Bernardino Mei (Siena 1612 – Roma 1676)
1650 ca.
olio su tela
cm 66,5 x 47,5
IBS 53
Realizzata come quadro da stanza per la famiglia Bianchi Bandinelli questa tela, che immortala il tragico suicidio di Ghismunda, ben rappresenta il talento di Bernardino Mei come protagonista del Seicento senese. Abile pittore di cultura barocca, Bernardino seppe coniugare nei suo dipinti la tensione verso il sublime e il gusto per il tragico; si dedicò in modo particolare a temi mitologici e allegorici, guadagnandosi così una fama che lo portò a diventare l’artista prediletto della famiglia Chigi e a trasferirsi a Roma in seguito all’elezione di Alessandro VII (Fabio Chigi) nel 1655.

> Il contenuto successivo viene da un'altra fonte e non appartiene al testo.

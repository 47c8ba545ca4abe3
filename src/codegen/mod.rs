//! Wraps a translated program body into a standalone C++ program: one
//! `double` per symbol, the body, then a print statement per symbol.

mod symbols;

pub use symbols::SymbolSet;

use tracing::debug;

use crate::utils::config::cpp::{
    BEGIN_MARKER, END_MARKER, HEADER, MAIN_CLOSE, MAIN_OPEN, VARIABLE_TYPE,
};
use crate::utils::{write_line, AstResult};

pub struct CppGenerator {
    symbols: SymbolSet,
    output: String,
}

impl CppGenerator {
    pub fn new(symbols: SymbolSet) -> Self {
        Self {
            symbols,
            output: String::with_capacity(1024),
        }
    }

    pub fn symbols(&self) -> &SymbolSet {
        &self.symbols
    }

    pub fn generate_code(&mut self, program: &str) -> AstResult<()> {
        self.output.clear();
        write_line(&mut self.output, format_args!("{}", HEADER))?;
        write_line(&mut self.output, format_args!("{}", MAIN_OPEN))?;

        for symbol in self.symbols.iter() {
            write_line(&mut self.output, format_args!("{} {};", VARIABLE_TYPE, symbol))?;
        }

        write_line(&mut self.output, format_args!("\n{}\n", BEGIN_MARKER))?;
        write_line(&mut self.output, format_args!("{}", program))?;
        write_line(&mut self.output, format_args!("{}\n", END_MARKER))?;

        for symbol in self.symbols.iter() {
            write_line(
                &mut self.output,
                format_args!("std::cout << \"{0}: \" << {0} << std::endl;", symbol),
            )?;
        }

        write_line(&mut self.output, format_args!("{}", MAIN_CLOSE))?;
        debug!(
            symbols = self.symbols.len(),
            bytes = self.output.len(),
            "generated C++ program"
        );
        Ok(())
    }

    pub fn get_output(&self) -> &str {
        &self.output
    }
}
// DOT output format constants
pub mod dot {
    pub const PREAMBLE: &str = "digraph G {";
    pub const POSTAMBLE: &str = "}";
    pub const LINE_PREFIX: &str = "\t";
    pub const EDGE_ARROW: &str = " -> ";
    pub const EDGE_TERMINATOR: &str = ";";

    // Visual shape used for leaf nodes
    pub const LEAF_SHAPE: &str = "box";

    // Initial capacity of the serialization buffer
    pub const BUFFER_CAPACITY: usize = 1024;
}

// Node naming conventions
pub mod naming {
    use lazy_static::lazy_static;
    use regex::Regex;

    pub const SEPARATOR: &str = "_";
    pub const ROOT_ID: &str = "root";

    // Fixed labels for variants that do not take a caller label
    pub const BLOCK_LABEL: &str = "Block";
    pub const CONDITIONAL_LABEL: &str = "If";

    lazy_static! {
        // Unquoted DOT identifier: a name or a numeral
        pub static ref DOT_IDENTIFIER: Regex =
            Regex::new(r"^(?:[A-Za-z_][A-Za-z0-9_]*|-?(?:\.[0-9]+|[0-9]+(?:\.[0-9]*)?))$")
                .expect("DOT identifier pattern");
    }

    // DOT keywords are case-insensitive and cannot name a node
    pub const DOT_KEYWORDS: &[&str] = &["node", "edge", "graph", "digraph", "subgraph", "strict"];

    pub fn is_dot_identifier(id: &str) -> bool {
        DOT_IDENTIFIER.is_match(id)
            && !DOT_KEYWORDS
                .iter()
                .any(|keyword| keyword.eq_ignore_ascii_case(id))
    }
}

// C++ generator text
pub mod cpp {
    use lazy_static::lazy_static;
    use regex::Regex;

    pub const HEADER: &str = "#include <iostream>";
    pub const MAIN_OPEN: &str = "int main() {";
    pub const MAIN_CLOSE: &str = "}";
    pub const VARIABLE_TYPE: &str = "double";
    pub const BEGIN_MARKER: &str = "/* Begin program */";
    pub const END_MARKER: &str = "/* End program */";

    lazy_static! {
        pub static ref IDENTIFIER: Regex = Regex::new(r"^[A-Za-z_][A-Za-z0-9_]*$")
            .expect("C++ identifier pattern");
    }

    pub fn is_identifier(name: &str) -> bool {
        IDENTIFIER.is_match(name)
    }
}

La tela ritrae, con un taglio stretto, l’eroina boccaccesca Ghismunda, vittima della gelosia del padre Tancredi che aveva fatto uccidere il suo amante Guiscardo inviandole poi il cuore su una coppa dorata. La giovane donna è colta dal pittore nel momento in cui la follia del dolore la spinge al suicido e lei, in un atto estremo di sfida al padre, beve il veleno mischiato al sangue del suo amato. L’opera è realizzata con una pittura ricca e pastosa stesa con pennellate dense e larghe, in cui pochi colori luminosi si contrappongono alle zone d’ombra. L’azzurro e il rosa della veste contrastano con il pallore della pelle nuda di Ghismunda facendo risaltare la figura dal fondo scuro e mettendo in risalto il conflitto fra la sensualità e la fragilità della donna. Allo stesso modo la mano che stringe il cuore grondante sangue e il volto disperato di Ghismunda, che ci offre l’ultimo sguardo prima di bere dalla coppa, descrivono la combinazione di disperazione e determinazione nei sentimenti dell’eroina.